In the 1990s, the MechWarrior series carved out a unique mix in the PC gaming space. It appealed to the sim sensibilities of the adjacent flight simulator craze, it attracted fans of the popular wargame, and it was a unique science fiction franchise that didn't have much competition on consoles.
Then, as the 2000s rolled around, MechWarrior vanished into the night. But over the last ten years, Piranha Games has been working to revive the series, first with MechWarrior Online, and now with MechWarrior 5: Mercenaries.
Back in December, Piranha Games CEO Russ Bullock dropped by the GDC Twitch channel for a chat about MechWarrior 5's development, and explained how the mid-sized Vancouver studio set about remaking the MechWarrior experience for its now-niche fanbase in 2019.
A pilot's life for me
As mentioned up top, part of the appeal of the '90s MechWarrior sims was how well the games integrated the flight sticks that sat on the desks of many PC game players at the time. The appeal of the series wasn't just "I need to move my robot to the left," it was "I need to turn my joystick left so the robot turns left," giving the sensation of controlling the pilot, and not just the mech itself.
With flight sticks far out of fashion (though still supported by MechWarrior 5), Bullock still said it was worth it to design an experience that felt like the classic games, with a focus on building and evolving the series' conventions. "You have a lot of tough decisions to make early on in production. Do you want to attempt something radically different that you think today’s gamers want, to adapt to all of today's gamers and try to establish it in that regard? Or do you want to give longtime fans of the franchise what they want?" he explained.

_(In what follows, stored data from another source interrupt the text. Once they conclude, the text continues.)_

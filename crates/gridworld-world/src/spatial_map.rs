//! The occupancy grid.
//!
//! [`SpatialMap`] stores every [`Cell`] keyed by [`Coord`]. It is built once
//! from a parsed map and afterwards only changes through [`SpatialMap::occupy`]
//! and [`SpatialMap::vacate`], which keep the "closed iff wall or occupied"
//! rule intact. Callers that move actors are expected to pair one `vacate`
//! with one `occupy` inside the same critical section.
//!
//! `Coord` orders column-first, so anything that must come out row-major
//! sorts explicitly.

use std::collections::BTreeMap;

use gridworld_types::{ActorId, Coord};

use crate::cell::Cell;
use crate::error::WorldError;

/// All cells of the world, keyed by coordinate.
#[derive(Debug, Clone, Default)]
pub struct SpatialMap {
    /// Cells indexed by their coordinate.
    cells: BTreeMap<Coord, Cell>,
}

impl SpatialMap {
    /// Create an empty map.
    pub const fn new() -> Self {
        Self {
            cells: BTreeMap::new(),
        }
    }

    /// Add a cell.
    ///
    /// # Errors
    ///
    /// Returns [`WorldError::DuplicateCell`] if a cell already exists at the
    /// same coordinate.
    pub fn insert(&mut self, cell: Cell) -> Result<(), WorldError> {
        let coord = cell.coord;
        if self.cells.contains_key(&coord) {
            return Err(WorldError::DuplicateCell(coord));
        }
        self.cells.insert(coord, cell);
        Ok(())
    }

    /// Get the cell at `coord`.
    pub fn get(&self, coord: Coord) -> Option<&Cell> {
        self.cells.get(&coord)
    }

    /// Number of cells.
    pub fn len(&self) -> usize {
        self.cells.len()
    }

    /// Return `true` if the map has no cells.
    pub fn is_empty(&self) -> bool {
        self.cells.is_empty()
    }

    /// The occupant of `coord`, if the cell exists and is occupied.
    pub fn occupant_at(&self, coord: Coord) -> Option<&ActorId> {
        self.cells.get(&coord).and_then(|c| c.occupant.as_ref())
    }

    /// Return `true` if `coord` exists and is neither a wall nor occupied.
    pub fn is_enterable(&self, coord: Coord) -> bool {
        self.cells.get(&coord).is_some_and(Cell::is_enterable)
    }

    /// Place `actor` on `coord`, closing the cell.
    ///
    /// Returns `false` and changes nothing if the cell is missing or not
    /// enterable.
    pub fn occupy(&mut self, coord: Coord, actor: &ActorId) -> bool {
        match self.cells.get_mut(&coord) {
            Some(cell) if cell.is_enterable() => {
                cell.closed = true;
                cell.occupant = Some(actor.clone());
                true
            }
            _ => false,
        }
    }

    /// Remove `actor` from `coord`, reopening the cell.
    ///
    /// Only clears the cell when `actor` is the recorded occupant, so a late
    /// or repeated vacate never evicts someone else. Returns `true` if the
    /// cell was cleared.
    pub fn vacate(&mut self, coord: Coord, actor: &ActorId) -> bool {
        match self.cells.get_mut(&coord) {
            Some(cell) if cell.occupant.as_ref() == Some(actor) => {
                cell.occupant = None;
                cell.closed = cell.is_wall();
                true
            }
            _ => false,
        }
    }

    /// Every enterable coordinate, in row-major order.
    pub fn vacant_cells(&self) -> Vec<Coord> {
        let mut vacant: Vec<Coord> = self
            .cells
            .values()
            .filter(|c| c.is_enterable())
            .map(|c| c.coord)
            .collect();
        vacant.sort_by_key(|c| (c.y, c.x));
        vacant
    }

    /// The enterable coordinate closest to `from`.
    ///
    /// Distance is Chebyshev; ties break on row, then column. Returns `from`
    /// itself when it is enterable, and `None` when nothing is free.
    pub fn nearest_vacant(&self, from: Coord) -> Option<Coord> {
        self.cells
            .values()
            .filter(|c| c.is_enterable())
            .map(|c| c.coord)
            .min_by_key(|c| (c.chebyshev(from), c.y, c.x))
    }

    /// Every occupied coordinate with its occupant.
    pub fn occupied(&self) -> impl Iterator<Item = (Coord, &ActorId)> {
        self.cells
            .values()
            .filter_map(|c| c.occupant.as_ref().map(|id| (c.coord, id)))
    }
}

#[cfg(test)]
#[allow(clippy::unwrap_used)]
mod tests {
    use super::*;

    /// A 3x3 room of floor with a wall at (1,1).
    fn room() -> SpatialMap {
        let mut map = SpatialMap::new();
        for y in 1..=3 {
            for x in 1..=3 {
                let glyph = if x == 1 && y == 1 { '#' } else { ' ' };
                let cell = Cell::from_glyph(Coord::new(x, y), glyph);
                map.insert(cell).unwrap();
            }
        }
        map
    }

    #[test]
    fn duplicate_cells_are_rejected() {
        let mut map = room();
        let err = map.insert(Cell::floor(Coord::new(2, 2))).unwrap_err();
        let duplicate = matches!(err, WorldError::DuplicateCell(Coord { x: 2, y: 2 }));
        assert!(duplicate);
    }

    #[test]
    fn occupy_then_vacate_restores_floor() {
        let mut map = room();
        let alice = ActorId::new("alice");
        let here = Coord::new(2, 2);

        assert!(map.occupy(here, &alice));
        assert!(!map.is_enterable(here));
        assert_eq!(map.occupant_at(here), Some(&alice));

        // Someone else cannot take the cell.
        assert!(!map.occupy(here, &ActorId::new("bob")));

        assert!(map.vacate(here, &alice));
        assert!(map.is_enterable(here));
        assert_eq!(map.occupant_at(here), None);
    }

    #[test]
    fn vacate_by_non_occupant_is_a_no_op() {
        let mut map = room();
        let alice = ActorId::new("alice");
        let here = Coord::new(3, 3);
        assert!(map.occupy(here, &alice));
        assert!(!map.vacate(here, &ActorId::new("bob")));
        assert_eq!(map.occupant_at(here), Some(&alice));
        assert!(map.vacate(here, &alice));
        assert!(!map.vacate(here, &alice));
    }

    #[test]
    fn walls_and_missing_cells_cannot_be_occupied() {
        let mut map = room();
        let alice = ActorId::new("alice");
        assert!(!map.occupy(Coord::new(1, 1), &alice));
        assert!(!map.occupy(Coord::new(9, 9), &alice));
        assert_eq!(map.occupied().count(), 0);
    }

    #[test]
    fn nearest_vacant_prefers_distance_then_row_then_column() {
        let mut map = room();
        let from = Coord::new(2, 2);
        assert_eq!(map.nearest_vacant(from), Some(from));

        assert!(map.occupy(from, &ActorId::new("a")));
        // (1,1) is a wall, so the first ring cell in row-major order is (2,1).
        assert_eq!(map.nearest_vacant(from), Some(Coord::new(2, 1)));
    }

    #[test]
    fn nearest_vacant_on_full_map_is_none() {
        let mut map = room();
        for (i, coord) in map.vacant_cells().into_iter().enumerate() {
            assert!(map.occupy(coord, &ActorId::new(format!("a{i}"))));
        }
        assert!(map.vacant_cells().is_empty());
        assert_eq!(map.nearest_vacant(Coord::new(2, 2)), None);
    }

    #[test]
    fn vacant_cells_are_row_major() {
        let map = room();
        let vacant = map.vacant_cells();
        assert_eq!(vacant.len(), 8);
        assert_eq!(vacant.first(), Some(&Coord::new(2, 1)));
        assert_eq!(vacant.get(1), Some(&Coord::new(3, 1)));
        assert_eq!(vacant.last(), Some(&Coord::new(3, 3)));
    }
}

"We chose the latter and I think it’s for some good reasons."
Bullock described MechWarrior 5 as "the kind of game that requires a tutorial," for both returning and new players. The game's optional third-person camera helps players adapt to the classic torso-twisting mechanic that lets players look in one direction while the Mech advances in another.
He credited this system, and the camera supporting it, as a big part of the "piloting" appeal mentioned before. "Even though it seems to people there’s slower combat than say your average first person shooter," he said.
"I think the amount of things going through a person’s brain while they’re playing a game like MechWarrior is that every bit is still intense as any higher-twitch FPS cause you’re always making movements on your controls and you’re thinking ahead every five steps."
When it came to designing the look and feel of MechWarrior 5's mechs, Piranha Games' developers were able to draw on substantial experience and resources from their time working on MechWarrior Online. According to Bullock, all of the mechs that appear in both games were imported into MechWarrior 5 "as is," minimizing the remodeling needed to ship the game.
But with a slew of models already on hand, Bullock says the company's next step was to evolve the technology behind battle damage, to contribute to that sense of piloting a "walking tank" taking hit after hit that will eventually need timely repairs.
"MechWarrior Online looks great but it’s limited to basically arm removal. Once the arms are blown off that’s the only thing that has a model swap if I’m not mistaken," he recalled.
"In MechWarrior 5 we have the laser glow, the damage texture, but we wanted to go a little further so we said damage texture represents your armor. You still have armor left on your mech. But we’re actually going to do a model swap. And then once the internal structure is gone, that’s when we’ll do another model swap."
Bullock called this part of the process "a big effort," describing a whole system that has to model armor removal, structure removal, and paint a picture of a thoroughly bruised mech that the player will encounter when they return to their mech lab to manage repairs.
Micro mech management
Part of the piloting appeal for MechWarrior comes from the "small business owner" simulator that pops up between missions. While players are following a linear plot that proceeds from mission to mission, they're also managing company costs, paying to repair damaged mechs, recruiting pilots, etc. etc.
This slower-paced experience has long served as a counterbalance to explosive mech missions. To update it for MechWarrior 5, Bullock said that the goal was to try and fulfill more longtime player fantasies, like allowing travel anywhere in the solar system on the game's starmap, while adding new pressures to keep driving interesting player choice.
"I think one of the bigger innovations we did in our game that I don’t think has been done before is this notion that...sure you can repair your mech anywhere, but in the warzone it’s more expensive and it takes more time," Bullock explained. "Because we wanted to make the starmap alive where players are actively always thinking about the starmap and where they do certain things."
This decision creates different zones on the map that are effectively more costly and time-consuming to operate in. Unless players are still able to maintain positive cash flow while exploring in them, they'll need to plan an exit strategy or incur severe losses. It's particularly a challenging layer of meta-design for a studio that built its identity around the franchise's core mech combat.
Piranha Games' gamble on inviting old fans back to the franchise seems to have paid off, though Bullock acknowledged it wasn't any kind of surefire plan. "You could have gone a different way, you could have radically changed and revolutionized the entire thing and hoped that it would find an audience," he mused. "But we started with our core audience and advanced the concept from there."